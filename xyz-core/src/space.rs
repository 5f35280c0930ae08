//! Axis-aligned box spaces.
use crate::error::XyzError;
use rand::Rng;
use serde::{Deserialize, Serialize};

/// An axis-aligned box `[low, high]` in `R^n`.
///
/// Spaces describe valid ranges of actions, observations and positions.
/// Bounds are inclusive and a dimension may be degenerate (`low == high`).
/// Deserialization goes through [`BoxSpace::new`].
#[derive(Debug, Clone, PartialEq, Serialize, Deserialize)]
#[serde(try_from = "Bounds")]
pub struct BoxSpace {
    low: Vec<f32>,
    high: Vec<f32>,
}

#[derive(Deserialize)]
struct Bounds {
    low: Vec<f32>,
    high: Vec<f32>,
}

impl TryFrom<Bounds> for BoxSpace {
    type Error = XyzError;

    fn try_from(b: Bounds) -> Result<Self, Self::Error> {
        Self::new(b.low, b.high)
    }
}

impl BoxSpace {
    /// Constructs a space from its lower and upper bounds.
    pub fn new(low: Vec<f32>, high: Vec<f32>) -> Result<Self, XyzError> {
        if low.len() != high.len() {
            return Err(XyzError::SpaceShape {
                low: low.len(),
                high: high.len(),
            });
        }
        if let Some(ix) = low.iter().zip(high.iter()).position(|(l, h)| l > h) {
            return Err(XyzError::InvalidBounds(ix));
        }
        Ok(Self { low, high })
    }

    /// Constructs the cube `[low, high]^dim`.
    pub fn uniform(dim: usize, low: f32, high: f32) -> Result<Self, XyzError> {
        Self::new(vec![low; dim], vec![high; dim])
    }

    /// Lower bound.
    pub fn low(&self) -> &[f32] {
        &self.low
    }

    /// Upper bound.
    pub fn high(&self) -> &[f32] {
        &self.high
    }

    /// Number of dimensions.
    pub fn dim(&self) -> usize {
        self.low.len()
    }

    /// Returns `true` if `x` has the dimension of the space and lies inside it.
    pub fn contains(&self, x: &[f32]) -> bool {
        x.len() == self.dim()
            && x
                .iter()
                .zip(self.low.iter().zip(self.high.iter()))
                .all(|(v, (l, h))| l <= v && v <= h)
    }

    /// Checks that a named value lies inside the space.
    pub fn check(&self, name: &str, x: &[f32]) -> Result<(), XyzError> {
        if x.len() != self.dim() {
            return Err(XyzError::DimensionMismatch {
                expected: self.dim(),
                got: x.len(),
            });
        }
        if !self.contains(x) {
            return Err(XyzError::OutOfBounds {
                name: name.to_string(),
                value: x.to_vec(),
                low: self.low.clone(),
                high: self.high.clone(),
            });
        }
        Ok(())
    }

    /// Clamps each element of `x` into the space.
    ///
    /// Elements beyond the dimension of the space are dropped.
    pub fn clip(&self, x: &[f32]) -> Vec<f32> {
        x.iter()
            .zip(self.low.iter().zip(self.high.iter()))
            .map(|(v, (l, h))| v.clamp(*l, *h))
            .collect()
    }

    /// Samples a point uniformly from the space.
    pub fn sample<R: Rng + ?Sized>(&self, rng: &mut R) -> Vec<f32> {
        self.low
            .iter()
            .zip(self.high.iter())
            .map(|(l, h)| rng.gen_range(*l..=*h))
            .collect()
    }

    /// Concatenates two spaces, `self` first.
    pub fn concat(&self, other: &BoxSpace) -> BoxSpace {
        BoxSpace {
            low: [self.low.as_slice(), other.low.as_slice()].concat(),
            high: [self.high.as_slice(), other.high.as_slice()].concat(),
        }
    }
}

#[cfg(test)]
mod tests {
    use super::*;
    use rand::{rngs::StdRng, SeedableRng};

    #[test]
    fn test_new_rejects_bad_bounds() {
        assert_eq!(
            BoxSpace::new(vec![0.0, 0.0], vec![1.0]),
            Err(XyzError::SpaceShape { low: 2, high: 1 })
        );
        assert_eq!(
            BoxSpace::new(vec![0.0, 2.0], vec![1.0, 1.0]),
            Err(XyzError::InvalidBounds(1))
        );
    }

    #[test]
    fn test_contains_and_check() {
        let space = BoxSpace::new(vec![-0.05, 0.8, 0.05], vec![0.05, 0.9, 0.05]).unwrap();
        assert!(space.contains(&[0.0, 0.8, 0.05]));
        assert!(!space.contains(&[0.0, 0.8, 0.06]));
        assert!(!space.contains(&[0.0, 0.8]));
        assert!(space.check("obj_init_pos", &[0.0, 0.85, 0.05]).is_ok());
        assert!(matches!(
            space.check("obj_init_pos", &[0.1, 0.85, 0.05]),
            Err(XyzError::OutOfBounds { .. })
        ));
        assert_eq!(
            space.check("obj_init_pos", &[0.0]),
            Err(XyzError::DimensionMismatch {
                expected: 3,
                got: 1
            })
        );
    }

    #[test]
    fn test_sample_stays_inside_degenerate_space() {
        let space = BoxSpace::new(vec![-0.05, 0.8, 0.05], vec![0.05, 0.9, 0.05]).unwrap();
        let mut rng = StdRng::seed_from_u64(42);
        for _ in 0..100 {
            let x = space.sample(&mut rng);
            assert!(space.contains(&x));
            assert_eq!(x[2], 0.05);
        }
    }

    #[test]
    fn test_clip_and_concat() {
        let act = BoxSpace::uniform(4, -1.0, 1.0).unwrap();
        assert_eq!(act.clip(&[2.0, -3.0, 0.5, 1.0]), vec![1.0, -1.0, 0.5, 1.0]);

        let hand = BoxSpace::new(vec![-0.5, 0.4, 0.05], vec![0.5, 1.0, 0.5]).unwrap();
        let obj = BoxSpace::new(vec![-0.05, 0.8, 0.05], vec![0.05, 0.9, 0.05]).unwrap();
        let obs = hand.concat(&obj);
        assert_eq!(obs.dim(), 6);
        assert_eq!(obs.low(), &[-0.5, 0.4, 0.05, -0.05, 0.8, 0.05]);
        assert_eq!(obs.high(), &[0.5, 1.0, 0.5, 0.05, 0.9, 0.05]);
    }

    #[test]
    fn test_deserialize_checks_bounds() {
        let space: BoxSpace = serde_yaml::from_str("low: [-1.0, 0.0]\nhigh: [1.0, 0.5]\n").unwrap();
        assert_eq!(space, BoxSpace::new(vec![-1.0, 0.0], vec![1.0, 0.5]).unwrap());
        assert_eq!(space.clip(&[2.0, 0.2]), vec![1.0, 0.2]);

        let err = serde_yaml::from_str::<BoxSpace>("low: [1.0]\nhigh: [0.0]\n").unwrap_err();
        assert!(err.to_string().contains("Lower bound exceeds upper bound at index 0"));
        assert!(serde_yaml::from_str::<BoxSpace>("low: [0.0, 0.0]\nhigh: [1.0]\n").is_err());
    }

    #[test]
    fn test_serialized_space_reads_back() {
        let space = BoxSpace::new(vec![-0.5, 0.4, 0.05], vec![0.5, 1.0, 0.5]).unwrap();
        let yaml = serde_yaml::to_string(&space).unwrap();
        assert_eq!(serde_yaml::from_str::<BoxSpace>(&yaml).unwrap(), space);
    }
}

◆ ◆ ◆ ◆ ◆

# [What the task asks]
Copy every line above without changes.

# [Solution]
filename xyz-core/src/space.rs
repository 5f35280c0930ae08
//! Axis-aligned box spaces.
use crate::error::XyzError;
use rand::Rng;
use serde::{Deserialize, Serialize};

/// An axis-aligned box `[low, high]` in `R^n`.
///
/// Spaces describe valid ranges of actions, observations and positions.
/// Bounds are inclusive and a dimension may be degenerate (`low == high`).
/// Deserialization goes through [`BoxSpace::new`].
#[derive(Debug, Clone, PartialEq, Serialize, Deserialize)]
#[serde(try_from = "Bounds")]
pub struct BoxSpace {
    low: Vec<f32>,
    high: Vec<f32>,
}

#[derive(Deserialize)]
struct Bounds {
    low: Vec<f32>,
    high: Vec<f32>,
}

impl TryFrom<Bounds> for BoxSpace {
    type Error = XyzError;

    fn try_from(b: Bounds) -> Result<Self, Self::Error> {
        Self::new(b.low, b.high)
    }
}

impl BoxSpace {
    /// Constructs a space from its lower and upper bounds.
    pub fn new(low: Vec<f32>, high: Vec<f32>) -> Result<Self, XyzError> {
        if low.len() != high.len() {
            return Err(XyzError::SpaceShape {
                low: low.len(),
                high: high.len(),
            });
        }
        if let Some(ix) = low.iter().zip(high.iter()).position(|(l, h)| l > h) {
            return Err(XyzError::InvalidBounds(ix));
        }
        Ok(Self { low, high })
    }

    /// Constructs the cube `[low, high]^dim`.
    pub fn uniform(dim: usize, low: f32, high: f32) -> Result<Self, XyzError> {
        Self::new(vec![low; dim], vec![high; dim])
    }

    /// Lower bound.
    pub fn low(&self) -> &[f32] {
        &self.low
    }

    /// Upper bound.
    pub fn high(&self) -> &[f32] {
        &self.high
    }

    /// Number of dimensions.
    pub fn dim(&self) -> usize {
        self.low.len()
    }

    /// Returns `true` if `x` has the dimension of the space and lies inside it.
    pub fn contains(&self, x: &[f32]) -> bool {
        x.len() == self.dim()
            && x
                .iter()
                .zip(self.low.iter().zip(self.high.iter()))
                .all(|(v, (l, h))| l <= v && v <= h)
    }

    /// Checks that a named value lies inside the space.
    pub fn check(&self, name: &str, x: &[f32]) -> Result<(), XyzError> {
        if x.len() != self.dim() {
            return Err(XyzError::DimensionMismatch {
                expected: self.dim(),
                got: x.len(),
            });
        }
        if !self.contains(x) {
            return Err(XyzError::OutOfBounds {
                name: name.to_string(),
                value: x.to_vec(),
                low: self.low.clone(),
                high: self.high.clone(),
            });
        }
        Ok(())
    }

    /// Clamps each element of `x` into the space.
    ///
    /// Elements beyond the dimension of the space are dropped.
    pub fn clip(&self, x: &[f32]) -> Vec<f32> {
        x.iter()
            .zip(self.low.iter().zip(self.high.iter()))
            .map(|(v, (l, h))| v.clamp(*l, *h))
            .collect()
    }

    /// Samples a point uniformly from the space.
    pub fn sample<R: Rng + ?Sized>(&self, rng: &mut R) -> Vec<f32> {
        self.low
            .iter()
            .zip(self.high.iter())
            .map(|(l, h)| rng.gen_range(*l..=*h))
            .collect()
    }

    /// Concatenates two spaces, `self` first.
    pub fn concat(&self, other: &BoxSpace) -> BoxSpace {
        BoxSpace {
            low: [self.low.as_slice(), other.low.as_slice()].concat(),
            high: [self.high.as_slice(), other.high.as_slice()].concat(),
        }
    }
}

#[cfg(test)]
mod tests {
    use super::*;
    use rand::{rngs::StdRng, SeedableRng};

    #[test]
    fn test_new_rejects_bad_bounds() {
        assert_eq!(
            BoxSpace::new(vec![0.0, 0.0], vec![1.0]),
            Err(XyzError::SpaceShape { low: 2, high: 1 })
        );
        assert_eq!(
            BoxSpace::new(vec![0.0, 2.0], vec![1.0, 1.0]),
            Err(XyzError::InvalidBounds(1))
        );
    }

    #[test]
    fn test_contains_and_check() {
        let space = BoxSpace::new(vec![-0.05, 0.8, 0.05], vec![0.05, 0.9, 0.05]).unwrap();
        assert!(space.contains(&[0.0, 0.8, 0.05]));
        assert!(!space.contains(&[0.0, 0.8, 0.06]));
        assert!(!space.contains(&[0.0, 0.8]));
        assert!(space.check("obj_init_pos", &[0.0, 0.85, 0.05]).is_ok());
        assert!(matches!(
            space.check("obj_init_pos", &[0.1, 0.85, 0.05]),
            Err(XyzError::OutOfBounds { .. })
        ));
        assert_eq!(
            space.check("obj_init_pos", &[0.0]),
            Err(XyzError::DimensionMismatch {
                expected: 3,
                got: 1
            })
        );
    }

    #[test]
    fn test_sample_stays_inside_degenerate_space() {
        let space = BoxSpace::new(vec![-0.05, 0.8, 0.05], vec![0.05, 0.9, 0.05]).unwrap();
        let mut rng = StdRng::seed_from_u64(42);
        for _ in 0..100 {
            let x = space.sample(&mut rng);
            assert!(space.contains(&x));
            assert_eq!(x[2], 0.05);
        }
    }

    #[test]
    fn test_clip_and_concat() {
        let act = BoxSpace::uniform(4, -1.0, 1.0).unwrap();
        assert_eq!(act.clip(&[2.0, -3.0, 0.5, 1.0]), vec![1.0, -1.0, 0.5, 1.0]);

        let hand = BoxSpace::new(vec![-0.5, 0.4, 0.05], vec![0.5, 1.0, 0.5]).unwrap();
        let obj = BoxSpace::new(vec![-0.05, 0.8, 0.05], vec![0.05, 0.9, 0.05]).unwrap();
        let obs = hand.concat(&obj);
        assert_eq!(obs.dim(), 6);
        assert_eq!(obs.low(), &[-0.5, 0.4, 0.05, -0.05, 0.8, 0.05]);
        assert_eq!(obs.high(), &[0.5, 1.0, 0.5, 0.05, 0.9, 0.05]);
    }

    #[test]
    fn test_deserialize_checks_bounds() {
        let space: BoxSpace = serde_yaml::from_str("low: [-1.0, 0.0]\nhigh: [1.0, 0.5]\n").unwrap();
        assert_eq!(space, BoxSpace::new(vec![-1.0, 0.0], vec![1.0, 0.5]).unwrap());
        assert_eq!(space.clip(&[2.0, 0.2]), vec![1.0, 0.2]);

        let err = serde_yaml::from_str::<BoxSpace>("low: [1.0]\nhigh: [0.0]\n").unwrap_err();
        assert!(err.to_string().contains("Lower bound exceeds upper bound at index 0"));
        assert!(serde_yaml::from_str::<BoxSpace>("low: [0.0, 0.0]\nhigh: [1.0]\n").is_err());
    }

    #[test]
    fn test_serialized_space_reads_back() {
        let space = BoxSpace::new(vec![-0.5, 0.4, 0.05], vec![0.5, 1.0, 0.5]).unwrap();
        let yaml = serde_yaml::to_string(&space).unwrap();
        assert_eq!(serde_yaml::from_str::<BoxSpace>(&yaml).unwrap(), space);
    }
}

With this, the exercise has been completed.